▶

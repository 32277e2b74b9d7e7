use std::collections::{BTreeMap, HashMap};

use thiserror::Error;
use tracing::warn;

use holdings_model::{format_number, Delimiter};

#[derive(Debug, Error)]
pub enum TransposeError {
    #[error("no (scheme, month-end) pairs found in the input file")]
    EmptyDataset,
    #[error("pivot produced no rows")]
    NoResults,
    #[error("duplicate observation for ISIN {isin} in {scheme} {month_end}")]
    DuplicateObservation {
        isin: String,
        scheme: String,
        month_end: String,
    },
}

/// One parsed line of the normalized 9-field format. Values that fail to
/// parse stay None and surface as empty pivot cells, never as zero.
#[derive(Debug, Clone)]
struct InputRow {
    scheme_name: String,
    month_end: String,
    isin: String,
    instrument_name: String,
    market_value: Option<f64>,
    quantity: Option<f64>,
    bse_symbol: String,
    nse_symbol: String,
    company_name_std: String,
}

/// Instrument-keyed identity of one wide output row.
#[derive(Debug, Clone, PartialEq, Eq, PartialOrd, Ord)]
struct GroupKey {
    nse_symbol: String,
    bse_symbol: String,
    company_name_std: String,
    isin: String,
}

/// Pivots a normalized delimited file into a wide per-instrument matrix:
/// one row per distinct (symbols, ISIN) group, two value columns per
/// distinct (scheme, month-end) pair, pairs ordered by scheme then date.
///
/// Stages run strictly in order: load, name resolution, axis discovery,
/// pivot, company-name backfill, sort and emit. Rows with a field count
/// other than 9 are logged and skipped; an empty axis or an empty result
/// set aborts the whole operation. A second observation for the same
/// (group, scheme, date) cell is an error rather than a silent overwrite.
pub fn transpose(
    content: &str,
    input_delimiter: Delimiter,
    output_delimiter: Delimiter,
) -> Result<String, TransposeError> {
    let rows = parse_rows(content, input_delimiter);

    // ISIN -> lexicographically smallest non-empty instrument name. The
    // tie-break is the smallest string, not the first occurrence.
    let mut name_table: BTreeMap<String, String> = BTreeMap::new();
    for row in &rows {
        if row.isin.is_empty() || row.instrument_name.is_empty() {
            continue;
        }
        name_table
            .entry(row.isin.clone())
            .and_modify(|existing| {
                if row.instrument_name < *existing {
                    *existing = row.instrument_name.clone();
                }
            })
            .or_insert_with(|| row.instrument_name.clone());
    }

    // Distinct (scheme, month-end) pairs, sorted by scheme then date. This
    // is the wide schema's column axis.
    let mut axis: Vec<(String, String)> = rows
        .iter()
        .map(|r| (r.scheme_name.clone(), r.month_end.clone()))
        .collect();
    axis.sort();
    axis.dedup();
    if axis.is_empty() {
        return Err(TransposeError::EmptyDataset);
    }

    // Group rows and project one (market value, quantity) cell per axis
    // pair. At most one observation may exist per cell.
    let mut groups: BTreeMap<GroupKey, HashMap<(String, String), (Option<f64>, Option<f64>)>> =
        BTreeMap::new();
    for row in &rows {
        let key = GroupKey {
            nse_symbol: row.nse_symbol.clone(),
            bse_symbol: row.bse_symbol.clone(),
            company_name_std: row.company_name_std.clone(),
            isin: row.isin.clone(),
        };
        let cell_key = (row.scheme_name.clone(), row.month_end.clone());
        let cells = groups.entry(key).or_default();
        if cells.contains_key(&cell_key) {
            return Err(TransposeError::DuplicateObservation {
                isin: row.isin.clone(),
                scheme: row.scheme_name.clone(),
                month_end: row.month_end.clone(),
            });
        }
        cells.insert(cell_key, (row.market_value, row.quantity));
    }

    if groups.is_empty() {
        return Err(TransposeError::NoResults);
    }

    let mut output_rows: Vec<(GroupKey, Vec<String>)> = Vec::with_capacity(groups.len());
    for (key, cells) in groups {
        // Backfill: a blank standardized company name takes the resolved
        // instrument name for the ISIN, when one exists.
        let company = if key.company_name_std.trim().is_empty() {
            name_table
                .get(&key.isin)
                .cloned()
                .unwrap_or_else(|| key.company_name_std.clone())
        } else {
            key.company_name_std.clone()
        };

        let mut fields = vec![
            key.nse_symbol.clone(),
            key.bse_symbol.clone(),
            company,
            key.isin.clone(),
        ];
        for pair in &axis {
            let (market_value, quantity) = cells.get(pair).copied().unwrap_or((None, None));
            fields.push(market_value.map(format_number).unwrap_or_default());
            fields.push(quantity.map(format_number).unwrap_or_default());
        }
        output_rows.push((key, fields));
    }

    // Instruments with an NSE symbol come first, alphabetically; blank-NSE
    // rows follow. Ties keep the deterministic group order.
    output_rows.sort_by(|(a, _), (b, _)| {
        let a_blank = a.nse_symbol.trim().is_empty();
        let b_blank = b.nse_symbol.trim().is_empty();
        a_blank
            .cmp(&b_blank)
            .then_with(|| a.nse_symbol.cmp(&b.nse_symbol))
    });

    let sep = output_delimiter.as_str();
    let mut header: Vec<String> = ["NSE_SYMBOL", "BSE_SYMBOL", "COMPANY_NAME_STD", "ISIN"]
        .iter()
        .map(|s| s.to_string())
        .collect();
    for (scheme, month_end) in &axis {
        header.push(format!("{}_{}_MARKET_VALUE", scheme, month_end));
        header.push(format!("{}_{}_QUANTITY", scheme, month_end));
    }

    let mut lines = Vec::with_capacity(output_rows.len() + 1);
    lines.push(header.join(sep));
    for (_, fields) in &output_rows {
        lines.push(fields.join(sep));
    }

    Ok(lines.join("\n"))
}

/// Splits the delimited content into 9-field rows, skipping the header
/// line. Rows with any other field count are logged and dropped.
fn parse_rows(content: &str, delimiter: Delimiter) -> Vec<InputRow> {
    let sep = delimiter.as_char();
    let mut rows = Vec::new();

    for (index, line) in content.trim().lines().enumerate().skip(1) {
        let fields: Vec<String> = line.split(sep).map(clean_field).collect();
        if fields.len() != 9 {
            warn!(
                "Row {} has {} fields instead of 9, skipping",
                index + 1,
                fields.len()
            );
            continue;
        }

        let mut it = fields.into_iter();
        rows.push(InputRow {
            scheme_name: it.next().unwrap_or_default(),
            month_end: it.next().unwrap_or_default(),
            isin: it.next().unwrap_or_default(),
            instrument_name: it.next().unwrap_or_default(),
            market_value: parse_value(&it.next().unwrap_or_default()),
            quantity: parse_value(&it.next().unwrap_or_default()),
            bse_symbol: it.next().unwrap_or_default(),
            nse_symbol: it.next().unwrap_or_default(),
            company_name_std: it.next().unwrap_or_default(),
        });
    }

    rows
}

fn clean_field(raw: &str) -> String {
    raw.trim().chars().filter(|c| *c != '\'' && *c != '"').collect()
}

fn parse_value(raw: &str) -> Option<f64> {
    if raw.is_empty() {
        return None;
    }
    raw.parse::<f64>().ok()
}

◀
▶

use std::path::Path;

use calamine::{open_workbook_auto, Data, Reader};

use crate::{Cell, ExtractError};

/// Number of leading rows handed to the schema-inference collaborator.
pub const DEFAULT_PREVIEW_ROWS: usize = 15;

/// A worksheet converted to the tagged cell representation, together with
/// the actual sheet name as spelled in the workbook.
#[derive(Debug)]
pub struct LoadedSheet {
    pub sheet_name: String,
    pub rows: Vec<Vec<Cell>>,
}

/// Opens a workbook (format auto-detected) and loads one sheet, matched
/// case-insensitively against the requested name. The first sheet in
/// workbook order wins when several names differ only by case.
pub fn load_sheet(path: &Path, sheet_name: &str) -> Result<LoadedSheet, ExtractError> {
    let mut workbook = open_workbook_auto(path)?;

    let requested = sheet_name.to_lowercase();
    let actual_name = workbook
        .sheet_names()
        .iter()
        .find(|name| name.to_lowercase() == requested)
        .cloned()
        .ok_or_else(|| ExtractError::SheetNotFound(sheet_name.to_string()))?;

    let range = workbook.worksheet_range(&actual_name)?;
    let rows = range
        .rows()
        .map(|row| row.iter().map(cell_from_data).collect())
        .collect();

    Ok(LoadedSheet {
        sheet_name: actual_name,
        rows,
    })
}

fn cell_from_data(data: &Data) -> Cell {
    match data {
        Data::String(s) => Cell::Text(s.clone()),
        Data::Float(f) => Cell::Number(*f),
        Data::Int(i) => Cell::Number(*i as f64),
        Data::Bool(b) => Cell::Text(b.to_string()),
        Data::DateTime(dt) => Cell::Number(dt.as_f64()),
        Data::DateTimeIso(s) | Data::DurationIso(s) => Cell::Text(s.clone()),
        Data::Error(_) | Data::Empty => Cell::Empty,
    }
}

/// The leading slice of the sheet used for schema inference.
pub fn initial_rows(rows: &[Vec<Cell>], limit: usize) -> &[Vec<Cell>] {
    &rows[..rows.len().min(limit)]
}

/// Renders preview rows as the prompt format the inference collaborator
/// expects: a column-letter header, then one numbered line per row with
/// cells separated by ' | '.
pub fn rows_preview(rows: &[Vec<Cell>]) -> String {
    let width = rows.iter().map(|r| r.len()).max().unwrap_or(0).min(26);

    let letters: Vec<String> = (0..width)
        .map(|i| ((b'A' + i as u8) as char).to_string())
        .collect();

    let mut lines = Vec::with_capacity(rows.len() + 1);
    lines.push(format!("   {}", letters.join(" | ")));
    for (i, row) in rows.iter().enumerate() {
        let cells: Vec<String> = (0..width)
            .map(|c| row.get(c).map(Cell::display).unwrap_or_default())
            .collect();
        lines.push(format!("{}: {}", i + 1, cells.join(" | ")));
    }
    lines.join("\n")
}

◀

### [Task]
A word-for-word copy of the lines above from the one with "repository 32277e2b74b9d7e7" through the one with "instrument name. The", inclusive, is the only output wanted.

### [Solution to the exercise]
repository 32277e2b74b9d7e7
use std::collections::{BTreeMap, HashMap};

use thiserror::Error;
use tracing::warn;

use holdings_model::{format_number, Delimiter};

#[derive(Debug, Error)]
pub enum TransposeError {
    #[error("no (scheme, month-end) pairs found in the input file")]
    EmptyDataset,
    #[error("pivot produced no rows")]
    NoResults,
    #[error("duplicate observation for ISIN {isin} in {scheme} {month_end}")]
    DuplicateObservation {
        isin: String,
        scheme: String,
        month_end: String,
    },
}

/// One parsed line of the normalized 9-field format. Values that fail to
/// parse stay None and surface as empty pivot cells, never as zero.
#[derive(Debug, Clone)]
struct InputRow {
    scheme_name: String,
    month_end: String,
    isin: String,
    instrument_name: String,
    market_value: Option<f64>,
    quantity: Option<f64>,
    bse_symbol: String,
    nse_symbol: String,
    company_name_std: String,
}

/// Instrument-keyed identity of one wide output row.
#[derive(Debug, Clone, PartialEq, Eq, PartialOrd, Ord)]
struct GroupKey {
    nse_symbol: String,
    bse_symbol: String,
    company_name_std: String,
    isin: String,
}

/// Pivots a normalized delimited file into a wide per-instrument matrix:
/// one row per distinct (symbols, ISIN) group, two value columns per
/// distinct (scheme, month-end) pair, pairs ordered by scheme then date.
///
/// Stages run strictly in order: load, name resolution, axis discovery,
/// pivot, company-name backfill, sort and emit. Rows with a field count
/// other than 9 are logged and skipped; an empty axis or an empty result
/// set aborts the whole operation. A second observation for the same
/// (group, scheme, date) cell is an error rather than a silent overwrite.
pub fn transpose(
    content: &str,
    input_delimiter: Delimiter,
    output_delimiter: Delimiter,
) -> Result<String, TransposeError> {
    let rows = parse_rows(content, input_delimiter);

    // ISIN -> lexicographically smallest non-empty instrument name. The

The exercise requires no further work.